I’ve written about it before, the three biggest “quality of life” issues that face a cancer patient—pain, nausea and fatigue.
Mom continues to struggle with all three.
For a few weeks, the nausea was generally managed. She would feel crappy for a day or two after chemotherapy, and would slowly get back to normal before starting over again. (She has two weeks of chemotherapy, followed by a week off.) Now the nausea is stubborn and persistent, despite having three different drugs administered prior to her chemo this morning, and taking two different nausea drugs this afternoon. Even a full week after a chemo session, she is still vomiting.
Her abdominal pain has come in waves over the last several months. Two doctors have two different opinions on the cause. X-rays ruled out an obstruction. But none has suggested an endoscopy to take a peek in her stomach. Her latest doctor will see her again in three weeks, and then perhaps will perform the procedure if the “anti spasm” drugs don’t seem to help.

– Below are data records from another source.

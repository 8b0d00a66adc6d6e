// SPDX-License-Identifier: BUSL-1.1
// Copyright (c) 2026 Alfred Jean LLC

//! The controller loop: sequential event processing from the WAL, plus
//! the flush and checkpoint housekeeping tasks.

use crate::event_bus::EventBus;
use crate::lifecycle::{DaemonState, LifecycleError};
use crate::EventReader;
use cuckoo_core::Event;
use cuckoo_storage::{Checkpointer, MaterializedState, Wal};
use parking_lot::Mutex;
use std::path::PathBuf;
use std::sync::Arc;
use std::time::Duration;
use tokio::signal::unix::{signal, SignalKind};
use tracing::{error, info};

/// Group-commit flush interval (~10ms durability window).
const FLUSH_INTERVAL: Duration = Duration::from_millis(10);

/// Checkpoint interval.
const CHECKPOINT_INTERVAL: Duration = Duration::from_secs(60);

/// How often the untracked-submission directory is rescanned.
const SUBMISSION_SCAN_INTERVAL: Duration = Duration::from_secs(5);

/// Run the controller loop until shutdown (signal or `shutdown` event).
pub async fn run_until_shutdown(
    daemon: DaemonState,
    mut event_reader: EventReader,
) -> Result<(), LifecycleError> {
    spawn_flush_task(daemon.event_bus.clone());
    spawn_checkpoint(
        Arc::clone(&daemon.state),
        event_reader.wal(),
        daemon.cwd.state_db_path(),
    );

    let mut sigterm = signal(SignalKind::terminate())?;
    let mut sigint = signal(SignalKind::interrupt())?;

    // NOTE: created outside the loop - select! re-evaluates branches on
    // each iteration, so a sleep() inside would reset on every event.
    let mut submission_scan = tokio::time::interval(SUBMISSION_SCAN_INTERVAL);

    loop {
        tokio::select! {
            result = event_reader.recv() => {
                match result {
                    Ok(Some(entry)) => {
                        let seq = entry.seq;
                        match entry.event {
                            Event::Shutdown => {
                                // Control signal; never replayed on restart.
                                event_reader.mark_processed(seq);
                                info!("shutdown event received");
                                break;
                            }
                            event => {
                                // Rows first, then reactions: queries and
                                // the controller both see the new state.
                                daemon.state.lock().apply_event(&event);
                                match daemon.process_event(event) {
                                    Ok(()) => event_reader.mark_processed(seq),
                                    Err(e) => {
                                        // An unprocessable event must not
                                        // wedge the loop; it will not get
                                        // more processable later.
                                        error!(seq, error = %e, "error processing event");
                                        event_reader.mark_processed(seq);
                                    }
                                }
                            }
                        }
                    }
                    Ok(None) => {
                        info!("event bus closed");
                        break;
                    }
                    Err(e) => {
                        error!(error = %e, "error reading from WAL");
                    }
                }
            }
            _ = sigterm.recv() => {
                info!("received SIGTERM");
                break;
            }
            _ = sigint.recv() => {
                info!("received SIGINT");
                break;
            }
            // New submissions land as untracked sentinels on disk.
            _ = submission_scan.tick() => {
                daemon.enqueue_untracked();
            }
        }
    }

    daemon.shutdown()?;
    Ok(())
}

/// Spawn a task that periodically flushes the event bus.
fn spawn_flush_task(event_bus: EventBus) {
    tokio::spawn(async move {
        let mut interval = tokio::time::interval(FLUSH_INTERVAL);
        loop {
            interval.tick().await;
            if event_bus.needs_flush() {
                if let Err(e) = event_bus.flush() {
                    tracing::error!(error = %e, "failed to flush event bus");
                }
            }
        }
    });
}

/// Periodic snapshots with WAL truncation once the snapshot is durable.
fn spawn_checkpoint(
    state: Arc<Mutex<MaterializedState>>,
    wal: Arc<Mutex<Wal>>,
    db_path: PathBuf,
) {
    let checkpointer = Checkpointer::new(db_path);

    tokio::spawn(async move {
        let mut interval = tokio::time::interval(CHECKPOINT_INTERVAL);
        loop {
            interval.tick().await;

            let (state_clone, processed_seq) = {
                let state_guard = state.lock();
                let wal_guard = wal.lock();
                (state_guard.clone(), wal_guard.processed_seq())
            };
            if processed_seq == 0 {
                continue;
            }

            let handle = checkpointer.start(processed_seq, &state_clone);
            let result = tokio::task::spawn_blocking(move || handle.wait()).await;

            match result {
                Ok(Ok(checkpoint)) => {
                    tracing::debug!(seq = checkpoint.seq, bytes = checkpoint.size_bytes, "checkpoint complete");
                    // Truncation is only safe after the snapshot is durable.
                    let mut wal = wal.lock();
                    if let Err(e) = wal.truncate_before(processed_seq) {
                        tracing::warn!(error = %e, "failed to truncate WAL after checkpoint");
                    }
                }
                Ok(Err(e)) => {
                    tracing::warn!(error = %e, "checkpoint failed, WAL not truncated");
                }
                Err(e) => {
                    tracing::warn!(error = %e, "checkpoint task panicked");
                }
            }
        }
    });
}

Her oncologist scolded her slightly about using the fentanyl patch. She had let the prescription run out last week and decided to ‘wait an see’ what the doctor says. What she got was two days of serious pain. He re-emphasized the importance of aggressively managing her pain. He doubled the dose on the patch, and told her not to concern herself with the number on the patch. Rather she should focus on the number on the pain scale.

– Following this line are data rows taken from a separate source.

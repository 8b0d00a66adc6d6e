// SPDX-License-Identifier: BUSL-1.1
// Copyright (c) 2026 Alfred Jean LLC

//! Shell sequences behind each route kind, with rollback planning.
//!
//! A route apply is planned as a list of commands plus the matching undo
//! list. Execution is fail-closed: if step N errors, the undo commands for
//! steps 1..N run in reverse order and the caller sees no partial route.

use cuckoo_core::{Route, RouteKind};
use async_trait::async_trait;
use serde::{Deserialize, Serialize};
use std::collections::BTreeSet;
use std::net::IpAddr;
use std::path::{Path, PathBuf};
use std::time::Duration;
use thiserror::Error;
use tracing::{debug, warn};

/// Wall timeout for each individual shell step.
pub const STEP_TIMEOUT: Duration = Duration::from_secs(10);

#[derive(Debug, Error)]
pub enum ActionError {
    #[error("route {0} is not enabled on this rooter")]
    RouteNotEnabled(RouteKind),
    #[error("no vpn configured for country {0}")]
    NoSuchVpnCountry(String),
    #[error("no vpns configured")]
    NoVpns,
    #[error("{step}: {message}")]
    StepFailed { step: String, message: String },
}

/// Runs one external command. Abstracted so the server logic is testable
/// without touching iptables.
#[async_trait]
pub trait CommandRunner: Send + Sync {
    async fn run(&self, program: &Path, args: &[String]) -> Result<(), String>;
}

/// Production runner shelling out with a per-step timeout.
#[derive(Debug, Clone, Default)]
pub struct ShellRunner;

#[async_trait]
impl CommandRunner for ShellRunner {
    async fn run(&self, program: &Path, args: &[String]) -> Result<(), String> {
        let mut cmd = tokio::process::Command::new(program);
        cmd.args(args);
        let description = format!("{} {}", program.display(), args.join(" "));
        let output = match tokio::time::timeout(STEP_TIMEOUT, cmd.output()).await {
            Ok(Ok(output)) => output,
            Ok(Err(e)) => return Err(format!("{description} failed: {e}")),
            Err(_) => {
                return Err(format!(
                    "{description} timed out after {}s",
                    STEP_TIMEOUT.as_secs()
                ))
            }
        };
        if !output.status.success() {
            let stderr = String::from_utf8_lossy(&output.stderr);
            return Err(format!(
                "{description} exited with {}: {}",
                output.status,
                stderr.trim()
            ));
        }
        Ok(())
    }
}

/// One VPN endpoint from configuration.
#[derive(Debug, Clone, Serialize, Deserialize)]
pub struct VpnConf {
    pub name: String,
    pub config_path: PathBuf,
    pub country: String,
    /// Policy routing table packets from routed guests are sent through.
    pub routing_table: String,
}

/// Rooter configuration (`conf/routing.toml`).
#[derive(Debug, Clone, Serialize, Deserialize)]
pub struct RoutingConf {
    /// Route kinds this rooter honors. Only listed routes are applied.
    #[serde(default)]
    pub enabled: BTreeSet<RouteKind>,
    /// Outgoing interface for the internet (dirty line) route.
    #[serde(default)]
    pub internet_interface: Option<String>,
    /// Policy routing table for the internet route.
    #[serde(default = "default_internet_table")]
    pub internet_table: String,
    #[serde(default, rename = "vpn")]
    pub vpns: Vec<VpnConf>,
    /// Directory for OpenVPN pid files.
    #[serde(default = "default_run_dir")]
    pub run_dir: PathBuf,
}

fn default_internet_table() -> String {
    "main".to_string()
}

fn default_run_dir() -> PathBuf {
    PathBuf::from("/run/cuckoo-rooter")
}

impl RoutingConf {
    pub fn load(path: &Path) -> Result<Self, std::io::Error> {
        let raw = std::fs::read_to_string(path)?;
        toml::from_str(&raw).map_err(std::io::Error::other)
    }

    /// Routes this configuration can actually serve. `vpn` drops out when
    /// no VPN endpoints exist, whatever `enabled` claims.
    pub fn available_routes(&self) -> BTreeSet<RouteKind> {
        self.enabled
            .iter()
            .copied()
            .filter(|kind| *kind != RouteKind::Vpn || !self.vpns.is_empty())
            .collect()
    }

    pub fn vpn_countries(&self) -> BTreeSet<String> {
        self.vpns.iter().map(|v| v.country.clone()).collect()
    }
}

impl Default for RoutingConf {
    fn default() -> Self {
        Self {
            enabled: BTreeSet::new(),
            internet_interface: None,
            internet_table: default_internet_table(),
            vpns: Vec::new(),
            run_dir: default_run_dir(),
        }
    }
}

/// One planned shell invocation.
#[derive(Debug, Clone, PartialEq, Eq)]
pub struct Cmd {
    pub program: PathBuf,
    pub args: Vec<String>,
}

impl Cmd {
    fn new(program: &Path, args: &[&str]) -> Self {
        Self {
            program: program.to_path_buf(),
            args: args.iter().map(|s| s.to_string()).collect(),
        }
    }
}

/// Paths of the privileged binaries, from the cuckoorooter CLI.
#[derive(Debug, Clone)]
pub struct ToolPaths {
    pub iptables: PathBuf,
    pub ip: PathBuf,
    pub openvpn: PathBuf,
}

/// A planned route: apply steps and their undo mirror. `undo[i]` reverses
/// `apply[i]`.
#[derive(Debug, Clone, Default)]
pub struct RoutePlan {
    pub apply: Vec<Cmd>,
    pub undo: Vec<Cmd>,
}

/// Build the shell plan for a route request.
pub fn plan_route(
    route: &Route,
    source_ip: IpAddr,
    handle: &str,
    conf: &RoutingConf,
    tools: &ToolPaths,
) -> Result<RoutePlan, ActionError> {
    if !conf.available_routes().contains(&route.kind) {
        return Err(ActionError::RouteNotEnabled(route.kind));
    }
    let ip = source_ip.to_string();
    let mut plan = RoutePlan::default();

    match route.kind {
        RouteKind::None => {}
        RouteKind::Drop => {
            plan.push(
                Cmd::new(&tools.iptables, &["-I", "FORWARD", "-s", &ip, "-j", "DROP"]),
                Cmd::new(&tools.iptables, &["-D", "FORWARD", "-s", &ip, "-j", "DROP"]),
            );
            plan.push(
                Cmd::new(&tools.iptables, &["-I", "FORWARD", "-d", &ip, "-j", "DROP"]),
                Cmd::new(&tools.iptables, &["-D", "FORWARD", "-d", &ip, "-j", "DROP"]),
            );
        }
        RouteKind::Internet => {
            let out = conf
                .internet_interface
                .as_deref()
                .ok_or(ActionError::RouteNotEnabled(RouteKind::Internet))?;
            plan.push(
                Cmd::new(
                    &tools.iptables,
                    &["-t", "nat", "-I", "POSTROUTING", "-s", &ip, "-o", out, "-j", "MASQUERADE"],
                ),
                Cmd::new(
                    &tools.iptables,
                    &["-t", "nat", "-D", "POSTROUTING", "-s", &ip, "-o", out, "-j", "MASQUERADE"],
                ),
            );
            plan.push(
                Cmd::new(
                    &tools.iptables,
                    &["-I", "FORWARD", "-s", &ip, "-o", out, "-j", "ACCEPT"],
                ),
                Cmd::new(
                    &tools.iptables,
                    &["-D", "FORWARD", "-s", &ip, "-o", out, "-j", "ACCEPT"],
                ),
            );
            plan.push(
                Cmd::new(
                    &tools.iptables,
                    &["-I", "FORWARD", "-d", &ip, "-i", out, "-j", "ACCEPT"],
                ),
                Cmd::new(
                    &tools.iptables,
                    &["-D", "FORWARD", "-d", &ip, "-i", out, "-j", "ACCEPT"],
                ),
            );
            plan.push(
                Cmd::new(
                    &tools.ip,
                    &["rule", "add", "from", &ip, "lookup", &conf.internet_table],
                ),
                Cmd::new(
                    &tools.ip,
                    &["rule", "del", "from", &ip, "lookup", &conf.internet_table],
                ),
            );
        }
        RouteKind::Vpn => {
            let vpn = match &route.country {
                Some(country) => conf
                    .vpns
                    .iter()
                    .find(|v| &v.country == country)
                    .ok_or_else(|| ActionError::NoSuchVpnCountry(country.clone()))?,
                None => conf.vpns.first().ok_or(ActionError::NoVpns)?,
            };
            let pid_file = conf.run_dir.join(format!("openvpn-{handle}.pid"));
            let pid = pid_file.display().to_string();
            let config = vpn.config_path.display().to_string();
            plan.push(
                Cmd::new(
                    &tools.openvpn,
                    &["--config", &config, "--daemon", "--writepid", &pid],
                ),
                Cmd::new(Path::new("/usr/bin/pkill"), &["-F", &pid]),
            );
            plan.push(
                Cmd::new(
                    &tools.ip,
                    &["rule", "add", "from", &ip, "lookup", &vpn.routing_table],
                ),
                Cmd::new(
                    &tools.ip,
                    &["rule", "del", "from", &ip, "lookup", &vpn.routing_table],
                ),
            );
        }
    }
    Ok(plan)
}

impl RoutePlan {
    fn push(&mut self, apply: Cmd, undo: Cmd) {
        self.apply.push(apply);
        self.undo.push(undo);
    }
}

/// Execute a plan fail-closed. On step failure, undo the completed prefix
/// in reverse order and return the error.
pub async fn execute_plan(
    runner: &dyn CommandRunner,
    plan: &RoutePlan,
) -> Result<(), ActionError> {
    for (i, step) in plan.apply.iter().enumerate() {
        debug!(program = %step.program.display(), args = ?step.args, "route step");
        if let Err(message) = runner.run(&step.program, &step.args).await {
            warn!(step = i, %message, "route step failed, rolling back");
            for undo in plan.undo[..i].iter().rev() {
                if let Err(undo_err) = runner.run(&undo.program, &undo.args).await {
                    warn!(%undo_err, "rollback step failed");
                }
            }
            return Err(ActionError::StepFailed {
                step: format!("{} {}", step.program.display(), step.args.join(" ")),
                message,
            });
        }
    }
    Ok(())
}

/// Execute an undo list in reverse. Failures are logged, not propagated:
/// removal must be idempotent from the caller's point of view.
pub async fn execute_undo(runner: &dyn CommandRunner, undo: &[Cmd]) {
    for step in undo.iter().rev() {
        if let Err(message) = runner.run(&step.program, &step.args).await {
            warn!(%message, "route removal step failed");
        }
    }
}

#[cfg(test)]
#[path = "actions_tests.rs"]
mod tests;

The patch takes several hours to kick in. She put one on yesterday evening and by this morning, she said she was pain free. This was the first time I had ever heard her say that in my life.
Fatigue seems to be a part of life now, just measured in degrees. Chemo days are usually toughest on her. So we keep it simple and low-key.
I’m hoping that we can find some dose or drug cocktail that consistently helps her manage these vexing effects. For now it seems like a crap shoot and a guessing game.